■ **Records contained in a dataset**
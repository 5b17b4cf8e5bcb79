//! Weekly aggregation.
//!
//! Turns the product+part-type subset into one value per week for the
//! charts. Two properties matter here:
//!
//! - **Continuous axis**: the series spans the *full dataset's* week range,
//!   zero-filled where the subset has no rows, so every selection charts
//!   against the same unbroken week axis.
//! - **Stable rounding**: `total_weight` is rounded to 2 decimals and
//!   `weight_per_part` to 3 (half away from zero), so the CLI tables, the
//!   TUI and the JSON export all show identical numbers.
//!
//! The day filter is deliberately *not* applied to the input subset; see
//! `app::pipeline` for how the two row subsets are derived.

use std::collections::{HashMap, HashSet};

use crate::domain::{week, BatchRow, PerPartMode, WeeklyAggregate};

#[derive(Debug, Default)]
struct WeekAcc {
    total: f64,
    per_part_sum: f64,
    parts_sum: f64,
    rows: usize,
    days: HashSet<String>,
}

impl WeekAcc {
    fn weight_per_part(&self, mode: PerPartMode) -> f64 {
        match mode {
            PerPartMode::Mean => {
                if self.rows == 0 {
                    0.0
                } else {
                    self.per_part_sum / self.rows as f64
                }
            }
            PerPartMode::Ratio => {
                if self.parts_sum == 0.0 {
                    0.0
                } else {
                    self.total / self.parts_sum
                }
            }
        }
    }
}

/// Aggregate `subset` into one entry per week.
///
/// The axis is fixed by `full`: every week between the full dataset's
/// first and last parseable week appears exactly once, in ascending order.
/// Weeks the subset never touches come out zeroed with `distinct_days: 0`.
/// Rows whose week cell doesn't parse cannot be placed and are skipped.
pub fn weekly_series(
    subset: &[BatchRow],
    full: &[BatchRow],
    per_part: PerPartMode,
) -> Vec<WeeklyAggregate> {
    let Some((lo, hi)) = week_span(full) else {
        return Vec::new();
    };

    let mut acc: HashMap<u32, WeekAcc> = HashMap::new();
    for row in subset {
        let Some(week) = scheme_week(&row.week) else { continue };
        let slot = acc.entry(week).or_default();
        slot.total += row.total_weight;
        slot.per_part_sum += row.weight_per_part;
        slot.parts_sum += row.parts_count;
        slot.rows += 1;
        slot.days.insert(row.day.clone());
    }

    (lo..=hi)
        .map(|week| match acc.get(&week) {
            Some(slot) => WeeklyAggregate {
                week,
                total_weight: round2(slot.total),
                weight_per_part: round3(slot.weight_per_part(per_part)),
                distinct_days: distinct_day_count(&slot.days),
            },
            None => WeeklyAggregate {
                week,
                total_weight: 0.0,
                weight_per_part: 0.0,
                distinct_days: 0,
            },
        })
        .collect()
}

/// First and last parseable week across `rows`, if any.
pub fn week_span(rows: &[BatchRow]) -> Option<(u32, u32)> {
    let mut span: Option<(u32, u32)> = None;
    for row in rows {
        let Some(week) = scheme_week(&row.week) else { continue };
        span = Some(match span {
            Some((lo, hi)) => (lo.min(week), hi.max(week)),
            None => (week, week),
        });
    }
    span
}

/// Parse a week cell into the labeling scheme. Anything that is not a
/// plain number in the scheme's range cannot be placed on the axis.
fn scheme_week(raw: &str) -> Option<u32> {
    let week = raw.trim().parse::<u32>().ok()?;
    week::in_scheme(week).then_some(week)
}

fn distinct_day_count(days: &HashSet<String>) -> u8 {
    u8::try_from(days.len()).unwrap_or(u8::MAX)
}

/// Round to 2 decimals, half away from zero.
fn round2(value: f64) -> f64 {
    (value * 100.0).round() / 100.0
}

/// Round to 3 decimals, half away from zero.
fn round3(value: f64) -> f64 {
    (value * 1000.0).round() / 1000.0
}

#[cfg(test)]
mod tests {
    use super::*;

    fn row(product: &str, week: &str, day: &str, wpp: f64, parts: f64, total: f64) -> BatchRow {
        BatchRow {
            date: String::new(),
            part_type: "PI".to_string(),
            product: product.to_string(),
            weight_per_part: wpp,
            parts_count: parts,
            total_weight: total,
            week: week.to_string(),
            day: day.to_string(),
        }
    }

    #[test]
    fn axis_spans_the_full_dataset_and_gap_fills() {
        let full = vec![
            row("Patate", "2", "2", 2.0, 10.0, 20.0),
            row("Carote", "3", "2", 1.0, 10.0, 10.0),
            row("Patate", "4", "5", 2.0, 10.0, 20.0),
            row("Patate", "6", "2", 2.0, 10.0, 20.0),
        ];
        let subset: Vec<BatchRow> = full.iter().filter(|r| r.product == "Patate").cloned().collect();

        let series = weekly_series(&subset, &full, PerPartMode::Mean);

        let weeks: Vec<u32> = series.iter().map(|a| a.week).collect();
        assert_eq!(weeks, vec![2, 3, 4, 5, 6]);

        // Week 3 exists only for another product, week 5 not at all: both
        // must still appear, zeroed.
        for gap in [&series[1], &series[3]] {
            assert_eq!(gap.total_weight, 0.0);
            assert_eq!(gap.weight_per_part, 0.0);
            assert_eq!(gap.distinct_days, 0);
        }
        assert_eq!(series[0].distinct_days, 1);
    }

    #[test]
    fn wide_axis_stays_continuous_for_a_narrow_subset() {
        let full = vec![
            row("Altro", "2", "2", 1.0, 1.0, 1.0),
            row("Patate", "10", "5", 2.0, 10.0, 20.0),
            row("Altro", "51", "2", 1.0, 1.0, 1.0),
        ];
        let subset = vec![full[1].clone()];

        let series = weekly_series(&subset, &full, PerPartMode::Mean);

        assert_eq!(series.len(), 50);
        assert!(series.windows(2).all(|w| w[1].week == w[0].week + 1));
        let nonzero: Vec<&WeeklyAggregate> =
            series.iter().filter(|a| a.total_weight != 0.0).collect();
        assert_eq!(nonzero.len(), 1);
        assert_eq!(nonzero[0].week, 10);
    }

    #[test]
    fn one_week_accumulates_across_days() {
        let rows = vec![
            row("Patate", "7", "2", 2.0, 100.0, 200.0),
            row("Patate", "7", "5", 3.0, 50.0, 150.0),
        ];
        let series = weekly_series(&rows, &rows, PerPartMode::Mean);

        assert_eq!(series.len(), 1);
        let agg = &series[0];
        assert_eq!(agg.week, 7);
        assert_eq!(agg.total_weight, 350.0);
        assert_eq!(agg.weight_per_part, 2.5);
        assert_eq!(agg.distinct_days, 2);
    }

    #[test]
    fn mean_and_ratio_policies_differ() {
        // Mean of per-row values: (1.0 + 2.0) / 2 = 1.5
        // Weighted by parts:      (10 + 60) / (10 + 30) = 1.75
        let rows = vec![
            row("Patate", "9", "2", 1.0, 10.0, 10.0),
            row("Patate", "9", "2", 2.0, 30.0, 60.0),
        ];
        let mean = weekly_series(&rows, &rows, PerPartMode::Mean);
        let ratio = weekly_series(&rows, &rows, PerPartMode::Ratio);

        assert_eq!(mean[0].weight_per_part, 1.5);
        assert_eq!(ratio[0].weight_per_part, 1.75);
        // The total is policy-independent.
        assert_eq!(mean[0].total_weight, ratio[0].total_weight);
    }

    #[test]
    fn ratio_with_zero_parts_degrades_to_zero() {
        let rows = vec![row("Patate", "9", "2", 1.5, 0.0, 12.0)];
        let series = weekly_series(&rows, &rows, PerPartMode::Ratio);
        assert_eq!(series[0].weight_per_part, 0.0);
        assert_eq!(series[0].total_weight, 12.0);
    }

    #[test]
    fn rounding_is_half_away_from_zero() {
        // 0.375 is exactly representable, so *100 lands exactly on 37.5.
        let rows = vec![row("Patate", "5", "2", 0.0625, 1.0, 0.375)];
        let series = weekly_series(&rows, &rows, PerPartMode::Mean);
        assert_eq!(series[0].total_weight, 0.38);
        assert_eq!(series[0].weight_per_part, 0.063);

        let negative = vec![row("Patate", "5", "2", -0.0625, 1.0, -0.375)];
        let series = weekly_series(&negative, &negative, PerPartMode::Mean);
        assert_eq!(series[0].total_weight, -0.38);
        assert_eq!(series[0].weight_per_part, -0.063);
    }

    #[test]
    fn unplaceable_weeks_are_skipped() {
        let full = vec![
            row("Patate", "2", "2", 2.0, 10.0, 20.0),
            row("Patate", "", "2", 2.0, 10.0, 20.0),
            row("Patate", "abc", "2", 2.0, 10.0, 20.0),
            row("Patate", "0", "2", 2.0, 10.0, 20.0),
            row("Patate", "54", "2", 2.0, 10.0, 20.0),
            row("Patate", "3", "5", 2.0, 10.0, 20.0),
        ];
        let series = weekly_series(&full, &full, PerPartMode::Mean);

        let weeks: Vec<u32> = series.iter().map(|a| a.week).collect();
        assert_eq!(weeks, vec![2, 3]);
        // Only the two placeable rows contribute.
        assert_eq!(series[0].total_weight, 20.0);
        assert_eq!(series[1].total_weight, 20.0);
    }

    #[test]
    fn empty_input_yields_empty_series() {
        assert!(weekly_series(&[], &[], PerPartMode::Mean).is_empty());

        // A full dataset with no parseable weeks has no axis either.
        let full = vec![row("Patate", "n/d", "2", 2.0, 10.0, 20.0)];
        assert!(weekly_series(&full, &full, PerPartMode::Mean).is_empty());
    }

    #[test]
    fn series_is_deterministic() {
        let full = vec![
            row("Patate", "2", "2", 2.0, 10.0, 20.0),
            row("Patate", "8", "5", 1.0, 5.0, 5.0),
            row("Patate", "5", "2", 3.0, 7.0, 21.0),
        ];
        let a = weekly_series(&full, &full, PerPartMode::Mean);
        let b = weekly_series(&full, &full, PerPartMode::Mean);
        assert_eq!(a, b);
        assert_eq!(a.len(), 7);
    }

    #[test]
    fn week_span_ignores_unparseable_cells() {
        let rows = vec![
            row("Patate", "x", "2", 1.0, 1.0, 1.0),
            row("Patate", "12", "2", 1.0, 1.0, 1.0),
            row("Patate", "4", "2", 1.0, 1.0, 1.0),
        ];
        assert_eq!(week_span(&rows), Some((4, 12)));
        assert_eq!(week_span(&[]), None);
    }
}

■ **WHAT THE TASK REQUIRES**
All lines in the data above from the one with "assert_eq!(mean[0].weight_per_part, 1.5);" through the one with "assert_eq!(series[0].total_weight, 12.0);" must be repeated exactly, and no others.

■ **RESPONSE FOR THIS EXERCISE**
        assert_eq!(mean[0].weight_per_part, 1.5);
        assert_eq!(ratio[0].weight_per_part, 1.75);
        // The total is policy-independent.
        assert_eq!(mean[0].total_weight, ratio[0].total_weight);
    }

    #[test]
    fn ratio_with_zero_parts_degrades_to_zero() {
        let rows = vec![row("Patate", "9", "2", 1.5, 0.0, 12.0)];
        let series = weekly_series(&rows, &rows, PerPartMode::Ratio);
        assert_eq!(series[0].weight_per_part, 0.0);
        assert_eq!(series[0].total_weight, 12.0);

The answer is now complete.